• Work instructions
The answer should be each line from the entries below that has the word "SessionOrchestrator" in it.

*** Material provided Section Begins ***

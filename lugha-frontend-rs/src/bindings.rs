use std::cell::RefCell;
use std::rc::Rc;
use std::sync::LazyLock;

use chrono::Utc;
use language_utils::{CategoryId, ContentPack, ItemId, Language};
use stash::{BrowserTimeout, KeyValueStore, ListenerKey, LocalStorage};
use wasm_bindgen::prelude::*;

use crate::audio::HtmlAudioPlayer;
use crate::config::{DrillConfig, DrillMode, Settings};
use crate::migration::MigrationOutcome;
use crate::orchestrator::SessionOrchestrator;
use crate::progress::ProgressStore;
use crate::session::SessionView;
use crate::tracker::{AnswerOutcome, SessionSummary};

type SharedStore = Rc<dyn KeyValueStore>;

// putting this inside LOGGER prevents us from accidentally initializing the logger more than once
#[allow(clippy::declare_interior_mutable_const)]
const LOGGER: LazyLock<()> = LazyLock::new(|| {
    #[cfg(feature = "console_error_panic_hook")]
    console_error_panic_hook::set_once();

    wasm_logger::init(wasm_logger::Config::default());
    log::info!("Logging initialized");
});

#[wasm_bindgen]
pub struct Lugha {
    // never hold a borrow across an .await, so callbacks that re-enter can't hit "already borrowed"
    orchestrator: RefCell<SessionOrchestrator<SharedStore>>,
}

fn to_js(value: &impl serde::Serialize) -> Result<JsValue, JsError> {
    serde_wasm_bindgen::to_value(value).map_err(|e| JsError::new(&e.to_string()))
}

#[wasm_bindgen]
impl Lugha {
    /// `settings` is optional JSON; missing fields keep their defaults.
    #[wasm_bindgen(constructor)]
    pub fn new(settings: Option<String>) -> Result<Lugha, JsError> {
        #[allow(clippy::borrow_interior_mutable_const)]
        *LOGGER;

        let settings: Settings = match settings {
            Some(json) => serde_json::from_str(&json)
                .inspect_err(|e| log::error!("Invalid settings: {e}"))?,
            None => Settings::default(),
        };
        let store: SharedStore = Rc::new(
            LocalStorage::new().inspect_err(|e| log::error!("No localStorage: {e}"))?,
        );
        let progress = ProgressStore::new(store)
            .with_settings(settings)
            .with_pause(BrowserTimeout);

        let mut orchestrator = SessionOrchestrator::new(progress);
        orchestrator.set_audio_player(HtmlAudioPlayer);
        Ok(Self {
            orchestrator: RefCell::new(orchestrator),
        })
    }

    pub fn add_content_pack(&self, json: &str) -> Result<(), JsError> {
        let pack = ContentPack::from_json(json)
            .inspect_err(|e| log::error!("Rejected content pack: {e}"))?;
        self.orchestrator
            .borrow_mut()
            .add_content_pack(pack)
            .inspect_err(|e| log::error!("Rejected content pack: {e}"))?;
        Ok(())
    }

    pub fn set_config(&self, config: DrillConfig) {
        self.orchestrator.borrow_mut().set_config(config);
    }

    /// The callback receives every `ProgressEvent` as a plain object. Returns
    /// a handle for `unsubscribe`.
    pub fn subscribe(&self, callback: js_sys::Function) -> u64 {
        let key = self.orchestrator.borrow_mut().subscribe(move |event| {
            match serde_wasm_bindgen::to_value(event) {
                Ok(event) => {
                    if let Err(e) = callback.call1(&JsValue::null(), &event) {
                        log::error!("Progress listener threw: {e:?}");
                    }
                }
                Err(e) => log::error!("Could not convert {event:?}: {e}"),
            }
        });
        key.to_ffi()
    }

    pub fn unsubscribe(&self, key: u64) {
        self.orchestrator
            .borrow_mut()
            .unsubscribe(ListenerKey::from_ffi(key));
    }

    pub fn start_lesson(
        &self,
        mode: DrillMode,
        language: Language,
        category: String,
        subcategory: Option<String>,
    ) -> Result<SessionView, JsError> {
        let _flusher = FlushLater::new(self);
        let now = Utc::now();
        let mut orchestrator = self.orchestrator.borrow_mut();
        let session = orchestrator.start_lesson(
            mode,
            language,
            &CategoryId::new(category),
            subcategory.as_deref(),
            now,
        )?;
        Ok(session.view(now))
    }

    pub fn start_difficult_words(&self, language: Language) -> Result<SessionView, JsError> {
        let _flusher = FlushLater::new(self);
        let now = Utc::now();
        let mut orchestrator = self.orchestrator.borrow_mut();
        Ok(orchestrator.start_difficult_words(language, now)?.view(now))
    }

    pub fn has_pending_resume(&self, language: Language, category: String) -> bool {
        self.orchestrator
            .borrow()
            .pending_resume(language, &CategoryId::new(category), Utc::now())
            .is_some()
    }

    pub fn resume_lesson(
        &self,
        language: Language,
        category: String,
    ) -> Result<SessionView, JsError> {
        let _flusher = FlushLater::new(self);
        let now = Utc::now();
        let mut orchestrator = self.orchestrator.borrow_mut();
        Ok(orchestrator
            .resume_lesson(language, &CategoryId::new(category), now)?
            .view(now))
    }

    pub fn view(&self) -> Option<SessionView> {
        self.orchestrator.borrow().view(Utc::now())
    }

    pub fn advance_preview(&self) -> Result<bool, JsError> {
        let _flusher = FlushLater::new(self);
        Ok(self.orchestrator.borrow_mut().advance_preview(Utc::now())?)
    }

    pub fn begin_test(&self) -> Result<SessionView, JsError> {
        let _flusher = FlushLater::new(self);
        let now = Utc::now();
        let mut orchestrator = self.orchestrator.borrow_mut();
        Ok(orchestrator.begin_test(now)?.view(now))
    }

    pub fn submit_answer(&self, item: String, answer: String) -> Result<AnswerOutcome, JsError> {
        let _flusher = FlushLater::new(self);
        Ok(self.orchestrator.borrow_mut().submit_answer(
            &ItemId::from_surface(&item),
            &answer,
            Utc::now(),
        )?)
    }

    pub fn expire_question(&self) -> Result<AnswerOutcome, JsError> {
        let _flusher = FlushLater::new(self);
        Ok(self.orchestrator.borrow_mut().expire_question(Utc::now())?)
    }

    pub fn play_audio(&self) -> bool {
        self.orchestrator.borrow().play_audio()
    }

    pub fn abandon(&self) -> Result<(), JsError> {
        let _flusher = FlushLater::new(self);
        Ok(self.orchestrator.borrow_mut().abandon()?)
    }

    /// Saves the finished session once; later calls resolve to `undefined`.
    pub async fn complete_session(&self) -> Result<Option<SessionSummary>, JsError> {
        let Some(report) = SessionOrchestrator::complete_session(&self.orchestrator).await else {
            return Ok(None);
        };
        report.outcome?;
        Ok(Some(report.summary))
    }

    pub async fn migrate(&self, language: Language) -> Result<MigrationOutcome, JsError> {
        Ok(SessionOrchestrator::migrate(&self.orchestrator, language).await?)
    }

    pub fn category_progress(&self, language: Language, category: String) -> Result<JsValue, JsError> {
        let progress = self.orchestrator.borrow().category_progress(
            language,
            &CategoryId::new(category),
            Utc::now(),
        )?;
        to_js(&progress)
    }

    pub fn course_progress(&self, language: Language) -> Result<JsValue, JsError> {
        let progress = self
            .orchestrator
            .borrow()
            .course_progress(language, Utc::now())?;
        to_js(&progress)
    }

    pub fn reset_category(&self, language: Language, category: String) -> Result<(), JsError> {
        let _flusher = FlushLater::new(self);
        Ok(self
            .orchestrator
            .borrow_mut()
            .reset_category(language, &CategoryId::new(category))?)
    }

    fn flush_notifications(&self) {
        // drain first and call after the borrow ends: listeners may call back into us
        let notifications = self.orchestrator.borrow_mut().drain_notifications();
        for notification in notifications {
            notification();
        }
    }
}

#[wasm_bindgen]
pub fn available_languages() -> Vec<Language> {
    language_utils::LANGUAGES.to_vec()
}

/// Flushes listeners when dropped, whichever way the function returns.
struct FlushLater<'a> {
    lugha: &'a Lugha,
}

impl<'a> FlushLater<'a> {
    fn new(lugha: &'a Lugha) -> Self {
        Self { lugha }
    }
}

impl Drop for FlushLater<'_> {
    fn drop(&mut self) {
        self.lugha.flush_notifications();
    }
}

*** Material provided Section Ends ***

• Expected answer
use crate::orchestrator::SessionOrchestrator;
    orchestrator: RefCell<SessionOrchestrator<SharedStore>>,
        let mut orchestrator = SessionOrchestrator::new(progress);
        let Some(report) = SessionOrchestrator::complete_session(&self.orchestrator).await else {
        Ok(SessionOrchestrator::migrate(&self.orchestrator, language).await?)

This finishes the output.